Dr. Thanyawee Puthanakit and children
Dr. Thanyawee Puthanakit and her
team have studied HIV-infected
children in northern Thailand.
(Photo: T. Puthanakit)

The team observed all HIV-infected children who began receiving HAART, from August 2002 to March 2005, at four hospitals in northern Thailand. The 192 patients included in the study were HIV-infected children who were antiretroviral naive, except for exposure to antiretroviral drugs as part of the prevention of mother-to-child HIV transmission.

All of the children, except two, were infected perinatally. The mean age at the time of HAART initiation was 7.6 years. The children received a three-drug regimen: 113 received stavudine, lamivudine and nevirapine; 73 were given stavudine, lamivudine and efavirenz; and six received zidovudine, lamivudine and nevirapine. They were observed for at least 48 weeks and data were censored at 144 weeks.

The study documented the effectiveness of the HAART program. There was significant reduction in the mortality rate from 5.7 percent in the first six months of therapy to 0 to 0.6 percent during the following six-month interval. The hospitalization rate was also remarkably reduced from 30.7 percent in the first six months after HAART to 6.7 percent and 2.3 percent in the second and third years after initiation of HAART.

Little girl with HIV
A five-year old girl with
HIV/AIDS after two months
of HAART.

The research team found identification of the causes of hospitalization and deaths are essential to decrease the high early mortality rate of children initiating HAART. The higher early mortality in low-income populations is likely due to low CD4 cell counts, more advanced clinical stage, and the prevalence of coexisting infections at the time of HAART initiation.

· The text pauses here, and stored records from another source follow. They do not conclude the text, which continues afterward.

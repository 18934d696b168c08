use serde::{Deserialize, Serialize};
use utoipa::ToSchema;

#[derive(Debug, Clone, Copy, PartialEq, Eq, Serialize, Deserialize, ToSchema)]
#[serde(rename_all = "snake_case")]
pub enum CycleStatus {
    InProgress,
    Completed,
}

#[derive(Debug, Clone, Copy, PartialEq, Eq, Serialize, Deserialize, ToSchema)]
#[serde(rename_all = "lowercase")]
pub enum EngineStatus {
    Running,
    Stopped,
}

#[derive(Debug, Clone, Copy, PartialEq, Eq, Serialize, Deserialize, ToSchema)]
#[serde(rename_all = "lowercase")]
pub enum Priority {
    High,
    Medium,
    Low,
}

#[derive(Debug, Clone, Copy, PartialEq, Eq, Serialize, Deserialize, ToSchema)]
#[serde(rename_all = "lowercase")]
pub enum TrendDirection {
    Increasing,
    Stable,
    Decreasing,
}

fn unspecified() -> String {
    "unspecified".to_string()
}

/// A single change recorded against a cycle. Clients may omit everything but `type`.
#[derive(Debug, Clone, PartialEq, Eq, Serialize, Deserialize, ToSchema)]
#[serde(rename_all = "camelCase")]
pub struct Improvement {
    #[serde(rename = "type", default = "unspecified")]
    pub kind: String,
    #[serde(default, skip_serializing_if = "Option::is_none")]
    pub description: Option<String>,
    #[serde(default, skip_serializing_if = "Option::is_none")]
    pub impact: Option<String>,
    #[serde(default, skip_serializing_if = "Option::is_none")]
    pub paths_affected: Option<Vec<String>>,
}

#[derive(Debug, Clone, PartialEq, Serialize, Deserialize, ToSchema)]
#[serde(rename_all = "camelCase")]
pub struct Cycle {
    pub id: u64,
    pub status: CycleStatus,
    pub start_time: String,
    #[serde(default, skip_serializing_if = "Option::is_none")]
    pub end_time: Option<String>,
    pub improvements: Vec<Improvement>,
}

#[derive(Debug, Clone, PartialEq, Serialize, Deserialize, ToSchema)]
#[serde(rename_all = "camelCase")]
pub struct EvolutionMetrics {
    pub total_cycles: u64,
    pub improvements_made: u64,
    pub efficiency_gain: f64,
    pub last_cycle_date: String,
    pub health_score: u32,
    pub paths_optimized: u32,
    pub times_saved: String,
    pub bugs_fixed: u32,
    pub performance_gains: String,
    pub reliability_increase: String,
}

#[derive(Debug, Clone, PartialEq, Serialize, Deserialize, ToSchema)]
#[serde(rename_all = "camelCase")]
pub struct EngineSummary {
    pub status: EngineStatus,
    pub efficiency: f64,
    pub last_activity: String,
    pub current_cycle: u64,
    pub total_cycles: u64,
}

#[derive(Debug, Clone, PartialEq, Serialize, Deserialize, ToSchema)]
#[serde(rename_all = "camelCase")]
pub struct SeedGrowth {
    pub maturity: f64,
    pub stage: String,
    pub branch_count: u32,
    pub leaf_density: u32,
    pub root_depth: u32,
    pub growth_rate: f64,
    pub health_score: u32,
    pub next_evolution_in: String,
}

#[derive(Debug, Clone, PartialEq, Serialize, Deserialize, ToSchema)]
#[serde(rename_all = "camelCase")]
pub struct GrowthPoint {
    pub date: String,
    pub maturity: f64,
    pub branch_count: u32,
    pub leaf_density: u32,
}

#[derive(Debug, Clone, PartialEq, Eq, Serialize, Deserialize, ToSchema)]
pub struct GrowthInsight {
    pub id: u32,
    pub category: String,
    pub icon: String,
    pub title: String,
    pub description: String,
    pub recommendation: String,
    pub priority: Priority,
}

#[derive(Debug, Clone, PartialEq, Eq, Serialize, Deserialize, ToSchema)]
#[serde(rename_all = "camelCase")]
pub struct Suggestion {
    pub id: String,
    pub priority: Priority,
    #[serde(rename = "type")]
    pub kind: String,
    pub title: String,
    pub description: String,
    pub estimated_impact: String,
    pub complexity: String,
    pub paths_affected: Vec<String>,
}

#[derive(Debug, Clone, PartialEq, Eq, Serialize, Deserialize, ToSchema)]
#[serde(rename_all = "camelCase")]
pub struct Activity {
    pub id: u32,
    #[serde(rename = "type")]
    pub kind: String,
    #[serde(default, skip_serializing_if = "Option::is_none")]
    pub description: Option<String>,
    #[serde(default, skip_serializing_if = "Option::is_none")]
    pub impact: Option<String>,
    pub timestamp: String,
    pub paths_affected: Vec<String>,
}

#[derive(Debug, Clone, Copy, PartialEq, Eq, Serialize, Deserialize, ToSchema)]
#[serde(rename_all = "camelCase")]
pub struct HealthIndicators {
    pub build_system: u32,
    pub code_quality: u32,
    pub test_coverage: u32,
    pub documentation: u32,
    pub security: u32,
    pub performance: u32,
}

/// `GET /api/evolution`
#[derive(Debug, Clone, PartialEq, Serialize, Deserialize, ToSchema)]
#[serde(rename_all = "camelCase")]
pub struct EvolutionSnapshot {
    pub timestamp: String,
    pub engine: EngineSummary,
    pub metrics: EvolutionMetrics,
    pub seed_growth: SeedGrowth,
    pub recent_activity: Vec<Activity>,
    pub health_indicators: HealthIndicators,
    pub suggestions: Vec<Suggestion>,
    pub growth_insights: Vec<GrowthInsight>,
}

#[derive(Debug, Clone, PartialEq, Serialize, Deserialize, ToSchema)]
#[serde(rename_all = "camelCase")]
pub struct Projection {
    pub maturity: f64,
    pub branch_count: u32,
    pub leaf_density: u32,
}

#[derive(Debug, Clone, PartialEq, Serialize, Deserialize, ToSchema)]
#[serde(rename_all = "camelCase")]
pub struct Projections {
    pub next_week: Projection,
    pub next_month: Projection,
}

/// `GET /api/evolution/growth`
#[derive(Debug, Clone, PartialEq, Serialize, Deserialize, ToSchema)]
#[serde(rename_all = "camelCase")]
pub struct GrowthReport {
    pub seed_growth: SeedGrowth,
    pub growth_history: Vec<GrowthPoint>,
    pub projections: Projections,
    pub timestamp: String,
}

#[derive(Debug, Clone, PartialEq, Eq, Serialize, Deserialize, ToSchema)]
pub struct Recommendation {
    pub id: String,
    #[serde(rename = "type")]
    pub kind: String,
    pub priority: Priority,
    pub description: String,
    pub impact: String,
}

/// `GET /api/evolution/insights`
#[derive(Debug, Clone, PartialEq, Eq, Serialize, Deserialize, ToSchema)]
pub struct InsightsReport {
    pub insights: Vec<GrowthInsight>,
    pub recommendations: Vec<Recommendation>,
    pub timestamp: String,
}

#[derive(Debug, Clone, Copy, PartialEq, Serialize, Deserialize, ToSchema)]
pub struct Trend {
    pub current: f64,
    pub change: f64,
    pub trend: TrendDirection,
}

#[derive(Debug, Clone, Copy, PartialEq, Serialize, Deserialize, ToSchema)]
#[serde(rename_all = "camelCase")]
pub struct Trends {
    pub code_quality: Trend,
    pub test_coverage: Trend,
    pub performance: Trend,
    pub security: Trend,
}

/// `GET /api/evolution/metrics`
#[derive(Debug, Clone, PartialEq, Serialize, Deserialize, ToSchema)]
pub struct EvolutionMetricsReport {
    pub timestamp: String,
    pub metrics: EvolutionMetrics,
    pub engine: EngineSummary,
    pub trends: Trends,
}

/// `GET /api/evolution/activity`
#[derive(Debug, Clone, PartialEq, Eq, Serialize, Deserialize, ToSchema)]
pub struct ActivityReport {
    pub timestamp: String,
    pub activity: Vec<Activity>,
}

/// `GET /api/evolution/suggestions`
#[derive(Debug, Clone, PartialEq, Eq, Serialize, Deserialize, ToSchema)]
pub struct SuggestionsReport {
    pub timestamp: String,
    pub suggestions: Vec<Suggestion>,
}

#[derive(Debug, Clone, PartialEq, Serialize, Deserialize, ToSchema)]
#[serde(rename_all = "camelCase")]
pub struct SeedHealth {
    pub maturity: f64,
    pub health_score: u32,
    pub growth_rate: f64,
}

#[derive(Debug, Clone, PartialEq, Eq, Serialize, Deserialize, ToSchema)]
pub struct ComponentTrends {
    pub improving: Vec<String>,
    pub stable: Vec<String>,
    pub declining: Vec<String>,
}

#[derive(Debug, Clone, Copy, PartialEq, Serialize, Deserialize, ToSchema)]
pub struct Vitals {
    pub cpu: f64,
    pub memory: f64,
    pub disk: f64,
    pub network: f64,
}

#[derive(Debug, Clone, PartialEq, Serialize, Deserialize, ToSchema)]
#[serde(rename_all = "camelCase")]
pub struct EvolutionHealth {
    pub overall: u32,
    pub components: HealthIndicators,
    pub seed_health: SeedHealth,
    pub trends: ComponentTrends,
    pub vitals: Vitals,
    pub last_updated: String,
}

/// `GET /api/evolution/health`
#[derive(Debug, Clone, PartialEq, Serialize, Deserialize, ToSchema)]
pub struct EvolutionHealthResponse {
    pub success: bool,
    pub data: EvolutionHealth,
}

fn default_mode() -> String {
    "automatic".to_string()
}

fn default_cycles() -> u32 {
    1
}

/// Body of `POST /api/evolution/start`; every field is optional.
#[derive(Debug, Clone, PartialEq, Eq, Serialize, Deserialize, ToSchema)]
pub struct StartEngineRequest {
    #[serde(default = "default_mode")]
    pub mode: String,
    #[serde(default = "default_cycles")]
    pub cycles: u32,
}

impl Default for StartEngineRequest {
    fn default() -> Self {
        Self {
            mode: default_mode(),
            cycles: default_cycles(),
        }
    }
}

#[derive(Debug, Clone, PartialEq, Eq, Serialize, Deserialize, ToSchema)]
#[serde(rename_all = "camelCase")]
pub struct StartEngineResponse {
    pub message: String,
    pub mode: String,
    pub cycles: u32,
    pub estimated_duration: String,
    pub start_time: String,
}

#[derive(Debug, Clone, PartialEq, Eq, Serialize, Deserialize, ToSchema)]
#[serde(rename_all = "camelCase")]
pub struct StopEngineResponse {
    pub message: String,
    pub stop_time: String,
    pub cycles_completed: u64,
    pub last_activity: String,
}

/// `POST /api/evolution/cycle/start`
#[derive(Debug, Clone, PartialEq, Serialize, Deserialize, ToSchema)]
#[serde(rename_all = "camelCase")]
pub struct CycleStartResponse {
    pub success: bool,
    pub data: Cycle,
    pub message: String,
    pub growth_update: SeedGrowth,
}

/// Body of `POST /api/evolution/cycle/complete`.
#[derive(Debug, Clone, PartialEq, Eq, Default, Serialize, Deserialize, ToSchema)]
pub struct CompleteCycleRequest {
    #[serde(default)]
    pub improvements: Vec<Improvement>,
}

/// `POST /api/evolution/cycle/complete`
#[derive(Debug, Clone, PartialEq, Serialize, Deserialize, ToSchema)]
pub struct CycleCompleteResponse {
    pub success: bool,
    pub data: Cycle,
    pub message: String,
}

#[derive(Debug, Clone, PartialEq, Eq, Serialize, Deserialize, ToSchema)]
pub struct FileChange {
    pub file: String,
    #[serde(rename = "type")]
    pub kind: String,
    pub description: String,
}

/// `POST /api/evolution/suggestions/{id}/apply`
#[derive(Debug, Clone, PartialEq, Eq, Serialize, Deserialize, ToSchema)]
#[serde(rename_all = "camelCase")]
pub struct ApplySuggestionResponse {
    pub message: String,
    pub suggestion: Suggestion,
    pub application_id: String,
    pub estimated_time: String,
    pub start_time: String,
    pub changes: Vec<FileChange>,
}

#[cfg(test)]
mod tests {
    use super::*;

    #[test]
    fn improvement_accepts_bare_type() {
        let imp: Improvement = serde_json::from_str(r#"{"type":"x"}"#).unwrap();
        assert_eq!(imp.kind, "x");
        assert_eq!(imp.description, None);
        assert_eq!(
            serde_json::to_value(&imp).unwrap(),
            serde_json::json!({"type": "x"})
        );
    }

    #[test]
    fn improvement_defaults_type_and_ignores_unknown_keys() {
        let imp: Improvement =
            serde_json::from_str(r#"{"description":"d","owner":"me"}"#).unwrap();
        assert_eq!(imp.kind, "unspecified");
        assert_eq!(imp.description.as_deref(), Some("d"));
    }

    #[test]
    fn start_request_defaults() {
        let req: StartEngineRequest = serde_json::from_str("{}").unwrap();
        assert_eq!(req, StartEngineRequest::default());
        assert_eq!(req.mode, "automatic");
        assert_eq!(req.cycles, 1);
    }

    #[test]
    fn cycle_status_is_snake_case() {
        assert_eq!(
            serde_json::to_value(CycleStatus::InProgress).unwrap(),
            serde_json::json!("in_progress")
        );
    }
}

Dr. Thanyawee Puthanakit's GRIP award supported research examining the effect of the HIV epidemic on children in Thailand.

Hospitalization and Mortality among HIV-Infected Children after Receiving Highly Active Antiretroviral Therapy. Puthanakit T, Aurpibul L, Oberdorfer P, Akarathum N, Kanjananit S, Wannarit P, Sirisanthana T, Sirisanthana V. Clinical Infectious Disease 2007; 44(4):599-604.